I always have, and always will, respect “embargoed” information. It’s part of Journalist Ethics 101, just like crediting/linking to original source material, not quoting more than “fair use” amount of copyrighted material, etc. Over the years, I’ve found that – ironically? – bloggers have been far more scrupulous about these things than the corporate media has tended to be. In this case, the following poll by Monmouth University was tweeted out by the Virginia GOP and others well prior to 1 pm, but again, I respect embargoes and other forms of journalist ethics, so I held this until 1 pm.
As for the substance, this one’s surprising to me, as almost all the previous polls in recent months have had Ralph Northam up significantly (e.g., 11 points in an April Quinnipiac Poll; 11 points in the May Washington Post poll; 8 points in the June Quinnipiac Poll). So, not sure if this is an “outlier,” or whether this one’s accurate and the others all were off, or if something’s changed since the primary…or what. But the bottom line, no matter what, is that Virginia Democrats absolutely should not get complacent about this election, that we need to assume it’s neck and neck and act accordingly. Given how crappy the polling has been of Virginia (other than the presidential race, which was pretty good) in recent years — for instance, Mark Warner was supposed to crush Ed Gillespie in 2014, but barely squeaked by with a small win — I wouldn’t put a great deal of stock in these things, but still, I guess they’re worth noting for the record, if nothing else.

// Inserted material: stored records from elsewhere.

//! CLI command implementations
//!
//! This module contains the commands supported by the CLI application,
//! selected through the Command pattern.

pub mod command_traits;
pub mod prepare_command;
pub mod scan_command;

pub use command_traits::{Command, CommandFactory};
pub use prepare_command::PrepareCommand;
pub use scan_command::ScanCommand;

use clap::ArgMatches;

use crate::errors::PrepResult;

/// Factory for creating command instances based on CLI arguments
pub struct CoreprepCommandFactory;

impl CoreprepCommandFactory {
    /// Create a new factory instance
    pub fn new() -> Self {
        CoreprepCommandFactory
    }
}

impl Default for CoreprepCommandFactory {
    fn default() -> Self {
        Self::new()
    }
}

impl CommandFactory for CoreprepCommandFactory {
    fn create_command(&self, args: &ArgMatches) -> PrepResult<Box<dyn Command>> {
        if args.get_flag("scan-only") {
            Ok(Box::new(ScanCommand::new(args)?))
        } else {
            Ok(Box::new(PrepareCommand::new(args)?))
        }
    }
}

P.S. FiveThirtyEight.com gives Monmouth an A+ rating, with a D +0.6 “mean-reverted bias.”
P.P.S. Interesting that only 26% of Virginia voters say that Donald Trump is a “major factor” in deciding their vote for governor. Also, when asked, “If Trump was not a factor in your vote choice, who would you support for governor,” 45% say Ed Gillespie and 40% say Ralph Northam — that’s scary. Oh, and only 3% say they watched the first gubernatorial debate, held this Saturday at The Homestead and live streamed by PBS. Lame.